2colours · 2025-04-05T13:51:52Z

2colours
Apr 5, 2025
Collaborator

https://stackoverflow.com/questions/79550260/use-gather-take-with-race

This question is worth investigating, I also played around with the code snippets.

the "race for race" paradigm

This seemed at first but then I noticed that if I delete either race from raku -e 'race for (^8).race(batch => 1, degree => 4) {sleep rand; .say}', the execution returns to sequential.
for serializing parallel sequences is documented behavior but the code snippet given there doesn't really explain why race for ^8 would seem sequential.

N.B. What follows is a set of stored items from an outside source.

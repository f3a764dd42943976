//! Implementation of `keel deploy`.

use anyhow::{Context, Result};

use crate::core::errors::ConfigError;
use crate::core::label::Label;
use crate::core::plugin::DeployOptions;
use crate::core::workspace::Workspace;

/// Deploy the target named by `label`. A project label deploys the
/// project's default target.
pub fn deploy(workspace: &Workspace, label: Label) -> Result<()> {
    let project = workspace.load_project(label.project())?;
    let target = match label.target() {
        Some(name) => project.target(name)?,
        None => project
            .default_target()
            .ok_or_else(|| ConfigError::MissingDeployer {
                target: label.to_string(),
                kind: None,
            })?,
    };

    let deployer = workspace.get_deployer(target)?;
    let config = target
        .deploy
        .as_ref()
        .map(|deploy| deploy.config.clone())
        .unwrap_or_default();

    tracing::info!("deploying {} with `{}`", target.label(), deployer.name());
    deployer
        .deploy(
            workspace,
            DeployOptions {
                config: &config,
                project: &project,
                target: Some(target.as_ref()),
            },
        )
        .with_context(|| format!("failed to deploy {}", target.label()))
}

#[cfg(test)]
mod tests {
    use super::*;
    use crate::test_support::fixtures::WorkspaceFixture;

    #[test]
    fn test_missing_deployer() {
        let fixture = WorkspaceFixture::new()
            .project("apps/web", "build = \"copy\"\n[targets.web]\nbundle = \"files\"\n");
        let ws = fixture.workspace();

        let err = deploy(&ws, Label::parse("//apps/web:web").unwrap()).unwrap_err();
        assert!(matches!(
            err.downcast_ref::<ConfigError>(),
            Some(ConfigError::MissingDeployer { kind: None, .. })
        ));

        let fixture = WorkspaceFixture::new().project("libs/ui", "build = \"copy\"\n");
        let ws = fixture.workspace();
        assert!(deploy(&ws, Label::parse("//libs/ui").unwrap()).is_err());
    }

    #[test]
    fn test_unknown_deployer_kind() {
        let fixture = WorkspaceFixture::new().project(
            "apps/web",
            "[targets.web]\nbundle = \"files\"\ndeploy = \"s3\"\n",
        );
        let ws = fixture.workspace();

        let err = deploy(&ws, Label::parse("//apps/web").unwrap()).unwrap_err();
        match err.downcast_ref::<ConfigError>() {
            Some(ConfigError::MissingDeployer { kind, .. }) => assert_eq!(kind.as_deref(), Some("s3")),
            other => panic!("unexpected error: {:?}", other),
        }
    }

    #[cfg(unix)]
    #[test]
    fn test_command_deployer_runs_in_project_dir() {
        let fixture = WorkspaceFixture::new().project(
            "apps/web",
            "[targets.web]\nbundle = \"files\"\ndeploy = { type = \"command\", command = [\"sh\", \"-c\", \"echo $KEEL_TARGET > deployed.txt\"] }\n",
        );
        let ws = fixture.workspace();

        deploy(&ws, Label::parse("//apps/web").unwrap()).unwrap();
        let written = std::fs::read_to_string(fixture.root().join("apps/web/deployed.txt")).unwrap();
        assert_eq!(written.trim(), "web");
    }
}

This is where I noticed that the given snippet, claimed to be "around 3x faster than the bare for", is actually around 2.5x slower, and the case is even worse with race! When I checked the performance characteristics with the oldest downloadable* (*via rakubrew) Rakudo version, running for ^100_000 { .say if .is-prime && ++$ %% 1000 }, the difference wasn't as significant but the bare for version was still faster (despite the fact $ indeed wasn't shared in the race version and therefore it didn't even print anything). Interesting observations:

when running without the static variable, logging all primes, it could be observed that the order is still de facto sequential with race for range - I'm yet to see an example where this is not the case!
kudos to the developers: not sure what they changed but the time difference between Rakudo version 2019.11 and 2025.03 is mind-blowing: 30/15 seconds (with/without race) versus 0.9/0.3 seconds on my setup!

Anyway: race for range does seem to do something but it's nothing useful so far: all examples were made slower by it, and the actual order didn't change. I could imagine this is a result of a bad batch/degree default - but I have no idea how to change it, so you are probably stuck with the "race for race" thing which is, again, required because for race linearizes the data.

the `gather race` problem

This is actually explained by Nick Logan's answer. gather/take operates with control exceptions and these control exceptions obviously(?) aren't shared across threads. This is very similar to the ++$ issue - seems clear and fair enough.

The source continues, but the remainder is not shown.